Analysis of variance of the three mutation burden estimates among 17 groups of samples representing different countries revealed significant differences in total mutation burden and heterozygous mutation burden estimates (Figure S6), but not in homozygous mutation burden estimates. The means of total mutation burden estimates ranged from 0.0454 (Hungary) and 0.0470 (Yugoslavia) to 0.0590 (Switzerland) and 0.0627 (Poland) (Figure S6A) and the means of heterozygous mutation burden estimates ranged from 0.0127 (Yugoslavia) and 0.0129 (Canada) to 0.0230 (Switzerland) and 0.0237 (Poland) (Figure S6B). Thus, significant differences in these two burden estimates existed among samples originating from the European countries, suggesting that the sample origins were associated with the estimates of total mutation burden.
3.5. Associations Between Mutation Burdens and Sample Features
The linear regression analyses of three mutation burden estimates per sample (total, heterozygous, and homozygous) over the three conservation-related features revealed four (out of nine) significant associations (Figure 1). Specifically, the total mutation burden estimates of the 190 soybean samples significantly increased with the number of conservation years since accession acquisition (Figure 1(A2)) and the number of regeneration cycles since accession acquisition (Figure 1(A3)). Increases were also found with these two conservation-related features for heterozygous mutation burden estimates (Figure 1(B2,B3)). Both total and heterozygous mutation burden estimates were not associated with the number of conservation years since the last regeneration (Figure 1(A1,B1), respectively). Interestingly, homozygous mutation burden estimates were not associated with any of these three conservation-related features (Figure 1C).

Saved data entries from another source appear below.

//! In-memory statistics collector with periodic flush into hourly
//! store buckets.
//!
//! The hot layer is a single mutex over per-bot counters; every
//! mutation and the snapshot-and-clear happen under it, so a flush
//! sees a set of mutations fully or not at all.

use std::collections::{HashMap, HashSet};
use std::time::Duration;

use async_trait::async_trait;
use chrono::Utc;
use parking_lot::Mutex;
use tokio_util::sync::CancellationToken;

use mb_domain::Result;
use mb_store::{hour_bucket, repo, StatsDelta, StoreGateway};

// ━━━━━━━━━━━━━━━━━━━━━━━━━━━━━━━━━━━━━━━━━━━━━━━━━━━━━━━━━━━━━━━━━━
// Hot counters
// ━━━━━━━━━━━━━━━━━━━━━━━━━━━━━━━━━━━━━━━━━━━━━━━━━━━━━━━━━━━━━━━━━━

#[derive(Debug, Default, Clone)]
struct BotCounters {
    messages: i64,
    commands: i64,
    callbacks: i64,
    errors: i64,
    new_users: i64,
    command_usage: HashMap<String, i64>,
    seen_users: HashSet<i64>,
}

impl BotCounters {
    fn to_delta(&self) -> StatsDelta {
        StatsDelta {
            message_count: self.messages,
            command_count: self.commands,
            callback_count: self.callbacks,
            error_count: self.errors,
            unique_users: self.seen_users.len() as i64,
            new_users: self.new_users,
            command_usage: self.command_usage.clone(),
        }
    }

    /// Fold another window's counters back in (flush-failure path).
    fn merge(&mut self, other: BotCounters) {
        self.messages += other.messages;
        self.commands += other.commands;
        self.callbacks += other.callbacks;
        self.errors += other.errors;
        self.new_users += other.new_users;
        for (command, count) in other.command_usage {
            *self.command_usage.entry(command).or_default() += count;
        }
        self.seen_users.extend(other.seen_users);
    }
}

/// Point-in-time view of one bot's in-memory counters.
#[derive(Debug, Clone, Default, PartialEq, Eq, serde::Serialize)]
pub struct CounterSnapshot {
    pub messages: i64,
    pub commands: i64,
    pub callbacks: i64,
    pub errors: i64,
    pub unique_users: i64,
}

// ━━━━━━━━━━━━━━━━━━━━━━━━━━━━━━━━━━━━━━━━━━━━━━━━━━━━━━━━━━━━━━━━━━
// Sink
// ━━━━━━━━━━━━━━━━━━━━━━━━━━━━━━━━━━━━━━━━━━━━━━━━━━━━━━━━━━━━━━━━━━

/// Where flushed deltas land. The store sink is the real one; tests
/// plug in memory sinks.
#[async_trait]
pub trait StatsSink: Send + Sync {
    async fn flush_bot(
        &self,
        bot_id: &str,
        bucket: chrono::DateTime<Utc>,
        delta: &StatsDelta,
    ) -> Result<()>;
}

/// Upserts each delta into `bot_statistics`.
pub struct StoreSink {
    store: std::sync::Arc<StoreGateway>,
}

impl StoreSink {
    pub fn new(store: std::sync::Arc<StoreGateway>) -> Self {
        Self { store }
    }
}

#[async_trait]
impl StatsSink for StoreSink {
    async fn flush_bot(
        &self,
        bot_id: &str,
        bucket: chrono::DateTime<Utc>,
        delta: &StatsDelta,
    ) -> Result<()> {
        let mut session = self.store.begin().await?;
        repo::stats::upsert_hourly(session.conn(), bot_id, bucket, delta).await?;
        session.commit().await
    }
}

// ━━━━━━━━━━━━━━━━━━━━━━━━━━━━━━━━━━━━━━━━━━━━━━━━━━━━━━━━━━━━━━━━━━
// Collector
// ━━━━━━━━━━━━━━━━━━━━━━━━━━━━━━━━━━━━━━━━━━━━━━━━━━━━━━━━━━━━━━━━━━

pub struct StatsCollector {
    hot: Mutex<HashMap<String, BotCounters>>,
    flush_interval: Duration,
}

impl StatsCollector {
    pub fn new(flush_interval: Duration) -> Self {
        Self {
            hot: Mutex::new(HashMap::new()),
            flush_interval,
        }
    }

    // ── recording ───────────────────────────────────────────────────

    pub fn record_message(&self, bot_id: &str, user_id: i64) {
        let mut hot = self.hot.lock();
        let counters = hot.entry(bot_id.to_string()).or_default();
        counters.messages += 1;
        counters.seen_users.insert(user_id);
    }

    pub fn record_command(&self, bot_id: &str, command: &str, user_id: i64) {
        let mut hot = self.hot.lock();
        let counters = hot.entry(bot_id.to_string()).or_default();
        counters.commands += 1;
        *counters.command_usage.entry(command.to_string()).or_default() += 1;
        counters.seen_users.insert(user_id);
    }

    pub fn record_callback(&self, bot_id: &str, user_id: i64) {
        let mut hot = self.hot.lock();
        let counters = hot.entry(bot_id.to_string()).or_default();
        counters.callbacks += 1;
        counters.seen_users.insert(user_id);
    }

    pub fn record_error(&self, bot_id: &str) {
        self.hot.lock().entry(bot_id.to_string()).or_default().errors += 1;
    }

    pub fn record_new_user(&self, bot_id: &str) {
        self.hot
            .lock()
            .entry(bot_id.to_string())
            .or_default()
            .new_users += 1;
    }

    /// Current in-memory counters, for the admin surface.
    pub fn current_counters(&self) -> HashMap<String, CounterSnapshot> {
        self.hot
            .lock()
            .iter()
            .map(|(bot_id, counters)| {
                (
                    bot_id.clone(),
                    CounterSnapshot {
                        messages: counters.messages,
                        commands: counters.commands,
                        callbacks: counters.callbacks,
                        errors: counters.errors,
                        unique_users: counters.seen_users.len() as i64,
                    },
                )
            })
            .collect()
    }

    // ── flushing ────────────────────────────────────────────────────

    /// One flush pass: atomically snapshot-and-clear the hot counters,
    /// then upsert per bot. A bot whose upsert fails gets its counters
    /// folded back in, so nothing is lost across failed flushes.
    ///
    /// Returns the number of bots successfully flushed.
    pub async fn flush(&self, sink: &dyn StatsSink) -> usize {
        let snapshot: HashMap<String, BotCounters> = std::mem::take(&mut *self.hot.lock());
        if snapshot.is_empty() {
            return 0;
        }

        let bucket = hour_bucket(Utc::now());
        let mut flushed = 0usize;

        for (bot_id, counters) in snapshot {
            let delta = counters.to_delta();
            if delta.is_empty() {
                continue;
            }
            match sink.flush_bot(&bot_id, bucket, &delta).await {
                Ok(()) => flushed += 1,
                Err(e) => {
                    tracing::warn!(
                        bot_id = %bot_id,
                        error = %e,
                        "stats flush failed, retaining counters for next flush"
                    );
                    let mut hot = self.hot.lock();
                    hot.entry(bot_id).or_default().merge(counters);
                }
            }
        }

        if flushed > 0 {
            tracing::debug!(bots = flushed, "flushed stats");
        }
        flushed
    }

    /// Flusher loop: tick every `flush_interval`, final synchronous
    /// flush on cancellation.
    pub async fn run(&self, sink: std::sync::Arc<dyn StatsSink>, cancel: CancellationToken) {
        let mut interval = tokio::time::interval(self.flush_interval);
        interval.tick().await; // immediate first tick is a no-op
        loop {
            tokio::select! {
                _ = cancel.cancelled() => break,
                _ = interval.tick() => {
                    self.flush(sink.as_ref()).await;
                }
            }
        }
        self.flush(sink.as_ref()).await;
        tracing::info!("stats collector stopped");
    }
}

#[cfg(test)]
mod tests {
    use super::*;
    use chrono::DateTime;
    use parking_lot::Mutex as PlMutex;
    use std::sync::Arc;

    #[derive(Default)]
    struct MemorySink {
        flushes: PlMutex<Vec<(String, DateTime<Utc>, StatsDelta)>>,
        fail_bots: PlMutex<HashSet<String>>,
    }

    #[async_trait]
    impl StatsSink for MemorySink {
        async fn flush_bot(
            &self,
            bot_id: &str,
            bucket: DateTime<Utc>,
            delta: &StatsDelta,
        ) -> Result<()> {
            if self.fail_bots.lock().contains(bot_id) {
                return Err(mb_domain::Error::store("simulated outage"));
            }
            self.flushes
                .lock()
                .push((bot_id.to_string(), bucket, delta.clone()));
            Ok(())
        }
    }

    #[tokio::test]
    async fn flush_aggregates_window_counters() {
        let collector = StatsCollector::new(Duration::from_secs(60));
        for i in 0..100 {
            collector.record_message("a", i % 30);
        }
        for _ in 0..20 {
            collector.record_command("a", "start", 1);
        }
        collector.record_callback("a", 2);
        collector.record_error("a");
        collector.record_new_user("a");

        let sink = MemorySink::default();
        assert_eq!(collector.flush(&sink).await, 1);

        let flushes = sink.flushes.lock();
        let (bot_id, bucket, delta) = &flushes[0];
        assert_eq!(bot_id, "a");
        assert_eq!(*bucket, hour_bucket(Utc::now()));
        assert_eq!(delta.message_count, 100);
        assert_eq!(delta.command_count, 20);
        assert_eq!(delta.callback_count, 1);
        assert_eq!(delta.error_count, 1);
        assert_eq!(delta.new_users, 1);
        assert_eq!(delta.unique_users, 30);
        assert_eq!(delta.command_usage.get("start"), Some(&20));
    }

    #[tokio::test]
    async fn flush_with_no_activity_writes_nothing() {
        let collector = StatsCollector::new(Duration::from_secs(60));
        let sink = MemorySink::default();
        assert_eq!(collector.flush(&sink).await, 0);
        assert!(sink.flushes.lock().is_empty());
    }

    #[tokio::test]
    async fn counters_clear_after_successful_flush() {
        let collector = StatsCollector::new(Duration::from_secs(60));
        collector.record_message("a", 1);
        let sink = MemorySink::default();
        collector.flush(&sink).await;
        assert_eq!(collector.flush(&sink).await, 0);
        assert!(collector.current_counters().is_empty());
    }

    #[tokio::test]
    async fn failed_flush_accumulates_into_next() {
        let collector = StatsCollector::new(Duration::from_secs(60));
        collector.record_message("a", 1);
        collector.record_command("a", "start", 1);

        let sink = MemorySink::default();
        sink.fail_bots.lock().insert("a".to_string());
        assert_eq!(collector.flush(&sink).await, 0);

        // More activity lands while the store is down.
        collector.record_message("a", 2);

        sink.fail_bots.lock().clear();
        assert_eq!(collector.flush(&sink).await, 1);

        let flushes = sink.flushes.lock();
        let delta = &flushes[0].2;
        assert_eq!(delta.message_count, 2);
        assert_eq!(delta.command_count, 1);
        assert_eq!(delta.unique_users, 2);
    }

    #[tokio::test]
    async fn failure_of_one_bot_does_not_lose_others() {
        let collector = StatsCollector::new(Duration::from_secs(60));
        collector.record_message("a", 1);
        collector.record_message("b", 1);

        let sink = MemorySink::default();
        sink.fail_bots.lock().insert("a".to_string());
        assert_eq!(collector.flush(&sink).await, 1);
        assert_eq!(sink.flushes.lock()[0].0, "b");

        let counters = collector.current_counters();
        assert_eq!(counters.get("a").unwrap().messages, 1);
        assert!(!counters.contains_key("b"));
    }

    #[tokio::test]
    async fn run_performs_final_flush_on_cancel() {
        let collector = Arc::new(StatsCollector::new(Duration::from_secs(3600)));
        collector.record_message("a", 1);

        let sink = Arc::new(MemorySink::default());
        let cancel = CancellationToken::new();
        let task = {
            let collector = Arc::clone(&collector);
            let sink: Arc<dyn StatsSink> = sink.clone();
            let cancel = cancel.clone();
            tokio::spawn(async move { collector.run(sink, cancel).await })
        };

        cancel.cancel();
        task.await.unwrap();
        assert_eq!(sink.flushes.lock().len(), 1);
    }
}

3.6. Three Other Mutation Estimates
This study also generated three extra mutation-related estimates per sample (expressed gene count, averaged gene expression level, and RIN; Table S2). Large variations among the 90 samples were observed for these three estimates. The number of the expressed canonical genes per sample ranged from 130 (CN107420, AC 2001 from Canada) to 164 (CN42536, Dono 36 from China; CN107563, Wielnska Brunatna from Hungary), with an average of 155 (Figure S5D). Averaging the transcripts per million (TPM) per gene across all of the expressed genes in a sample revealed a range of 9.88 (CN107357, RCAT Angora from Canada) to 21.04 (CN35264, Ajma from Poland), with an average of 13.16 (Figure S5E). RIN values ranged from 6.5 to 9.6 with an average of 7.7 (Figure S5F).

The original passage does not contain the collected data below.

//! Health and metrics endpoints.
//!
//! - `GET /health/live`: liveness, unconditional 200
//! - `GET /health/ready`: store healthy AND at least one bot running
//! - `GET /health/full`: component detail plus per-bot status
//! - `GET /metrics`: Prometheus text exposition

use std::sync::Arc;

use axum::extract::State;
use axum::http::{header, StatusCode};
use axum::response::{IntoResponse, Json, Response};
use axum::routing::get;
use axum::Router;
use tokio_util::sync::CancellationToken;

use mb_store::StoreGateway;

use crate::manager::{BotManager, BotState};

#[derive(Clone)]
pub struct HealthState {
    pub manager: Arc<BotManager>,
    pub store: Option<Arc<StoreGateway>>,
}

pub fn router(state: HealthState) -> Router {
    Router::new()
        .route("/health/live", get(live))
        .route("/health/ready", get(ready))
        .route("/health/full", get(full))
        .route("/metrics", get(metrics))
        .layer(tower_http::trace::TraceLayer::new_for_http())
        .with_state(state)
}

/// Bind and serve until cancelled.
pub async fn serve(
    state: HealthState,
    host: &str,
    port: u16,
    cancel: CancellationToken,
) -> anyhow::Result<()> {
    let addr = format!("{host}:{port}");
    let listener = tokio::net::TcpListener::bind(&addr).await?;
    tracing::info!(addr = %addr, "health server listening");
    axum::serve(listener, router(state))
        .with_graceful_shutdown(async move { cancel.cancelled().await })
        .await?;
    tracing::info!("health server stopped");
    Ok(())
}

// ━━━━━━━━━━━━━━━━━━━━━━━━━━━━━━━━━━━━━━━━━━━━━━━━━━━━━━━━━━━━━━━━━━
// Handlers
// ━━━━━━━━━━━━━━━━━━━━━━━━━━━━━━━━━━━━━━━━━━━━━━━━━━━━━━━━━━━━━━━━━━

async fn live() -> impl IntoResponse {
    Json(serde_json::json!({ "status": "alive" }))
}

async fn ready(State(state): State<HealthState>) -> Response {
    let mut checks = serde_json::Map::new();
    let mut is_ready = true;

    if let Some(store) = &state.store {
        let healthy = store.health_check().await;
        checks.insert(
            "database".into(),
            serde_json::json!(if healthy { "healthy" } else { "unhealthy" }),
        );
        if !healthy {
            is_ready = false;
        }
    }

    let running = state.manager.running_count().await;
    let total = state.manager.bot_count();
    checks.insert("bots".into(), serde_json::json!(format!("{running}/{total} running")));
    if running == 0 {
        is_ready = false;
    }

    let status = if is_ready {
        StatusCode::OK
    } else {
        StatusCode::SERVICE_UNAVAILABLE
    };
    (
        status,
        Json(serde_json::json!({
            "status": if is_ready { "ready" } else { "not_ready" },
            "checks": checks,
        })),
    )
        .into_response()
}

async fn full(State(state): State<HealthState>) -> impl IntoResponse {
    let statuses = state.manager.all_statuses().await;
    let running = statuses
        .iter()
        .filter(|s| s.state == BotState::Running)
        .count();
    let errors = statuses
        .iter()
        .filter(|s| s.state == BotState::Error)
        .count();

    let mut components = serde_json::Map::new();

    if let Some(store) = &state.store {
        let healthy = store.health_check().await;
        components.insert(
            "database".into(),
            serde_json::json!({
                "status": if healthy { "healthy" } else { "unhealthy" },
                "pool_size": store.pool_size(),
                "pool_free": store.pool_idle(),
            }),
        );
    }

    let bots_status = if running > 0 && errors == 0 {
        "healthy"
    } else if running > 0 {
        "degraded"
    } else {
        "unhealthy"
    };
    components.insert(
        "bots".into(),
        serde_json::json!({
            "status": bots_status,
            "total": statuses.len(),
            "running": running,
            "errors": errors,
        }),
    );

    let overall = overall_status(&components);

    let mut bots = serde_json::Map::new();
    for status in statuses {
        bots.insert(
            status.bot_id.clone(),
            serde_json::json!({
                "name": status.name,
                "status": status.state,
                "mode": status.mode,
                "uptime_seconds": status.uptime_seconds,
            }),
        );
    }

    Json(serde_json::json!({
        "status": overall,
        "timestamp": chrono::Utc::now().to_rfc3339(),
        "components": components,
        "bots": bots,
    }))
}

fn overall_status(components: &serde_json::Map<String, serde_json::Value>) -> &'static str {
    let statuses: Vec<&str> = components
        .values()
        .filter_map(|c| c.get("status").and_then(|s| s.as_str()))
        .collect();
    if statuses.iter().all(|s| *s == "healthy") {
        "healthy"
    } else if statuses.iter().any(|s| *s == "unhealthy") {
        "unhealthy"
    } else {
        "degraded"
    }
}

async fn metrics(State(state): State<HealthState>) -> impl IntoResponse {
    let statuses = state.manager.all_statuses().await;
    let mut lines: Vec<String> = Vec::new();

    for status in &statuses {
        let running = i32::from(status.state == BotState::Running);
        lines.push(format!(
            "multibot_bot_running{{bot_id=\"{}\"}} {running}",
            status.bot_id
        ));
        if let Some(uptime) = status.uptime_seconds {
            lines.push(format!(
                "multibot_bot_uptime_seconds{{bot_id=\"{}\"}} {uptime}",
                status.bot_id
            ));
        }
    }

    let running = statuses
        .iter()
        .filter(|s| s.state == BotState::Running)
        .count();
    lines.push(format!("multibot_bots_total {}", statuses.len()));
    lines.push(format!("multibot_bots_running {running}"));

    if let Some(store) = &state.store {
        lines.push(format!("multibot_db_pool_size {}", store.pool_size()));
        lines.push(format!("multibot_db_pool_free {}", store.pool_idle()));
    }

    (
        [(header::CONTENT_TYPE, "text/plain; version=0.0.4")],
        lines.join("\n") + "\n",
    )
}

#[cfg(test)]
mod tests {
    use super::*;
    use crate::factory::DispatcherFactory;
    use crate::stats::StatsCollector;
    use axum::body::Body;
    use axum::http::Request;
    use mb_plugins::PluginRegistry;
    use std::time::Duration;
    use tower::ServiceExt;

    async fn state_with_bots() -> HealthState {
        let registry = Arc::new(PluginRegistry::new());
        registry.register_builtins().unwrap();
        let collector = Arc::new(StatsCollector::new(Duration::from_secs(60)));
        let factory = Arc::new(DispatcherFactory::new(registry, None, None, collector));
        let manager = Arc::new(BotManager::new(factory, None));

        let config: mb_domain::config::BotConfig =
            serde_yaml::from_str("id: a\nname: A\ntoken: \"1:x\"\nmode: webhook\n").unwrap();
        manager.create_bot(config).await.unwrap();

        HealthState {
            manager,
            store: None,
        }
    }

    async fn get_response(state: HealthState, path: &str) -> (StatusCode, String) {
        let response = router(state)
            .oneshot(Request::builder().uri(path).body(Body::empty()).unwrap())
            .await
            .unwrap();
        let status = response.status();
        let bytes = axum::body::to_bytes(response.into_body(), 1 << 20)
            .await
            .unwrap();
        (status, String::from_utf8(bytes.to_vec()).unwrap())
    }

    #[tokio::test]
    async fn live_is_always_ok() {
        let state = state_with_bots().await;
        let (status, body) = get_response(state, "/health/live").await;
        assert_eq!(status, StatusCode::OK);
        assert!(body.contains("alive"));
    }

    #[tokio::test]
    async fn ready_requires_a_running_bot() {
        let state = state_with_bots().await;
        let (status, body) = get_response(state.clone(), "/health/ready").await;
        assert_eq!(status, StatusCode::SERVICE_UNAVAILABLE);
        assert!(body.contains("0/1 running"));

        state.manager.start_bot("a").await.unwrap();
        let (status, body) = get_response(state, "/health/ready").await;
        assert_eq!(status, StatusCode::OK);
        assert!(body.contains("1/1 running"));
    }

    #[tokio::test]
    async fn metrics_exposition_shape() {
        let state = state_with_bots().await;
        state.manager.start_bot("a").await.unwrap();

        let (status, body) = get_response(state, "/metrics").await;
        assert_eq!(status, StatusCode::OK);
        assert!(body.contains("multibot_bot_running{bot_id=\"a\"} 1"));
        assert!(body.contains("multibot_bot_uptime_seconds{bot_id=\"a\"}"));
        assert!(body.contains("multibot_bots_total 1"));
        assert!(body.contains("multibot_bots_running 1"));
    }

    #[tokio::test]
    async fn full_reports_per_bot_detail() {
        let state = state_with_bots().await;
        state.manager.start_bot("a").await.unwrap();

        let (status, body) = get_response(state, "/health/full").await;
        assert_eq!(status, StatusCode::OK);
        let value: serde_json::Value = serde_json::from_str(&body).unwrap();
        assert_eq!(value["bots"]["a"]["status"], "running");
        assert_eq!(value["bots"]["a"]["mode"], "webhook");
        assert!(value["bots"]["a"]["uptime_seconds"].is_i64());
    }
}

Extra effort was made to assess the differences in these three estimates among the samples representing different countries. Significant differences were found only in the averaged gene expression levels among the samples originating from different countries (Figure S6C). The two accessions with the highest averaged expression TPMs were from Hungary (14.99) and Poland (14.89), and the two accessions with the lowest averaged expression TPMs were from South Korea (12.14) and Sweden (11.98). These results suggested that the estimates of expressed gene count and RIN were not associated with the sample origins.

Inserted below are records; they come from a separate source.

#[cfg(test)]
mod tests {
    use super::*;
    use crate::factory::DispatcherFactory;
    use crate::stats::StatsCollector;
    use mb_plugins::PluginRegistry;

    fn manager() -> BotManager {
        let registry = Arc::new(PluginRegistry::new());
        registry.register_builtins().unwrap();
        let collector = Arc::new(StatsCollector::new(Duration::from_secs(60)));
        let factory = Arc::new(DispatcherFactory::new(registry, None, None, collector));
        BotManager::new(factory, None)
    }

    /// Webhook-mode config: the full state machine without wire I/O.
    fn webhook_config(id: &str) -> BotConfig {
        serde_yaml::from_str(&format!(
            "id: {id}\nname: Bot {id}\ntoken: \"1:x\"\nmode: webhook\n"
        ))
        .unwrap()
    }

    #[tokio::test]
    async fn create_start_stop_cycle() {
        let manager = manager();
        manager.create_bot(webhook_config("a")).await.unwrap();

        let status = manager.get_status("a").await.unwrap();
        assert_eq!(status.state, BotState::Stopped);
        assert!(status.started_at.is_none());

        manager.start_bot("a").await.unwrap();
        let status = manager.get_status("a").await.unwrap();
        assert_eq!(status.state, BotState::Running);
        assert!(status.started_at.is_some());
        assert_eq!(manager.running_count().await, 1);

        manager.stop_bot("a").await.unwrap();
        let status = manager.get_status("a").await.unwrap();
        assert_eq!(status.state, BotState::Stopped);
        assert!(status.started_at.is_none());
        assert_eq!(manager.running_count().await, 0);
    }

    #[tokio::test]
    async fn duplicate_create_fails() {
        let manager = manager();
        manager.create_bot(webhook_config("a")).await.unwrap();
        assert!(manager.create_bot(webhook_config("a")).await.is_err());
    }

    #[tokio::test]
    async fn illegal_transitions_are_typed_and_leave_state_unchanged() {
        let manager = manager();
        manager.create_bot(webhook_config("a")).await.unwrap();

        match manager.stop_bot("a").await {
            Err(Error::BotNotRunning(id)) => assert_eq!(id, "a"),
            other => panic!("expected BotNotRunning, got {other:?}"),
        }
        assert_eq!(manager.get_status("a").await.unwrap().state, BotState::Stopped);

        manager.start_bot("a").await.unwrap();
        match manager.start_bot("a").await {
            Err(Error::BotAlreadyRunning(id)) => assert_eq!(id, "a"),
            other => panic!("expected BotAlreadyRunning, got {other:?}"),
        }
        assert_eq!(manager.get_status("a").await.unwrap().state, BotState::Running);

        match manager.start_bot("ghost").await {
            Err(Error::BotNotFound(id)) => assert_eq!(id, "ghost"),
            other => panic!("expected BotNotFound, got {other:?}"),
        }
    }

    #[tokio::test]
    async fn restart_returns_bot_to_running() {
        let manager = manager();
        manager.create_bot(webhook_config("a")).await.unwrap();
        manager.start_bot("a").await.unwrap();

        manager.restart_bot("a").await.unwrap();
        assert_eq!(manager.get_status("a").await.unwrap().state, BotState::Running);
    }

    #[tokio::test]
    async fn reload_preserves_running_state_and_rebuilds_graph() {
        let manager = manager();
        let mut config = webhook_config("a");
        config.plugins = vec![mb_domain::config::PluginRef::named("start")];
        manager.create_bot(config.clone()).await.unwrap();
        manager.start_bot("a").await.unwrap();

        let mut new_config = config.clone();
        new_config.plugins = vec![
            mb_domain::config::PluginRef::named("start"),
            mb_domain::config::PluginRef::named("help"),
        ];
        manager.reload_bot("a", new_config).await.unwrap();

        let status = manager.get_status("a").await.unwrap();
        assert_eq!(status.state, BotState::Running);

        let (dispatcher, _, _) = manager.webhook_target("a").await.unwrap();
        assert!(dispatcher.root().contains("help"));
    }

    #[tokio::test]
    async fn reload_of_stopped_bot_stays_stopped() {
        let manager = manager();
        manager.create_bot(webhook_config("a")).await.unwrap();
        manager.reload_bot("a", webhook_config("a")).await.unwrap();
        assert_eq!(manager.get_status("a").await.unwrap().state, BotState::Stopped);
    }

    #[tokio::test]
    async fn reload_of_running_bot_with_disabled_config_leaves_it_stopped() {
        let manager = manager();
        manager.create_bot(webhook_config("a")).await.unwrap();
        manager.start_bot("a").await.unwrap();

        let mut disabled = webhook_config("a");
        disabled.enabled = false;
        manager.reload_bot("a", disabled).await.unwrap();
        assert_eq!(manager.get_status("a").await.unwrap().state, BotState::Stopped);
    }

    #[tokio::test]
    async fn start_all_skips_disabled_bots() {
        let manager = manager();
        manager.create_bot(webhook_config("a")).await.unwrap();
        let mut b = webhook_config("b");
        b.enabled = false;
        manager.create_bot(b).await.unwrap();

        let results = manager.start_all().await;
        assert_eq!(results.get("a").map(String::as_str), Some("started"));
        assert_eq!(results.get("b").map(String::as_str), Some("disabled"));
        assert_eq!(manager.running_count().await, 1);
        assert_eq!(manager.get_status("b").await.unwrap().state, BotState::Stopped);
    }

    #[tokio::test]
    async fn shutdown_stops_everything() {
        let manager = manager();
        manager.create_bot(webhook_config("a")).await.unwrap();
        manager.create_bot(webhook_config("b")).await.unwrap();
        manager.start_bot("a").await.unwrap();
        manager.start_bot("b").await.unwrap();

        manager.shutdown().await;
        assert_eq!(manager.running_count().await, 0);
    }

    #[tokio::test]
    async fn webhook_target_requires_running_state() {
        let manager = manager();
        manager.create_bot(webhook_config("a")).await.unwrap();
        assert!(matches!(
            manager.webhook_target("a").await,
            Err(Error::BotNotRunning(_))
        ));
        assert!(matches!(
            manager.webhook_target("ghost").await,
            Err(Error::BotNotFound(_))
        ));

        manager.start_bot("a").await.unwrap();
        assert!(manager.webhook_target("a").await.is_ok());
    }

    #[tokio::test]
    async fn remove_bot_unregisters() {
        let manager = manager();
        manager.create_bot(webhook_config("a")).await.unwrap();
        manager.start_bot("a").await.unwrap();
        manager.remove_bot("a").await.unwrap();
        assert!(!manager.is_registered("a"));
    }

    #[tokio::test]
    async fn bots_using_plugin_matches_enabled_set() {
        let manager = manager();
        let mut a = webhook_config("a");
        a.plugins = vec![mb_domain::config::PluginRef::named("billing")];
        manager.create_bot(a).await.unwrap();
        manager.create_bot(webhook_config("b")).await.unwrap();

        let affected = manager.bots_using_plugin("billing").await;
        assert_eq!(affected.len(), 1);
        assert_eq!(affected[0].0, "a");
    }
}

3.7. Associations Between Mutation Burdens and Other Mutation Estimates
The pairwise correlation analyses of six estimates in the 190 samples revealed seven significant and one marginally significant association (Figure 2). Specifically, the estimates of total mutation burden were negatively associated with expressed gene counts (Figure 2A) and RIN measures (Figure 2C), and marginally positively correlated with averaged gene expression levels (Figure 2B). The estimates of homozygous mutation burden were negatively correlated with expressed gene counts (Figure 2D) and RIN values (Figure 2E). The estimates of expressed gene count were negatively associated with the averaged gene expression levels (Figure 2F). RIN values were positively associated with the expressed gene counts (Figure 2G) but negatively correlated with the averaged gene expression levels (Figure 2H). Interestingly, the estimates of heterozygous mutation burden were not correlated with expressed gene counts, the averaged gene expression levels, or RIN values.
3.8. Associations Between Three Other Mutation Estimates and Sample Features
Extra effort was made to find the correlations of expressed gene counts, averaged gene expression levels, and RIN values with the three conservation-related features of the accessions. It was found that expressed gene counts increased only with the number of conservation years since accession acquisition (Figure S7(A2)). The averaged gene expression levels were positively associated with the number of conservation years since the last regeneration (Figure S7(B1)) and negatively correlated with the number of regeneration cycles since accession acquisition (Figure S7(B3)). Also, RIN values decreased significantly only with the number of conservation years since the last regeneration (Figure S7(C1)), but not with the other two conservation-related features (Figure S7(C2,C3)).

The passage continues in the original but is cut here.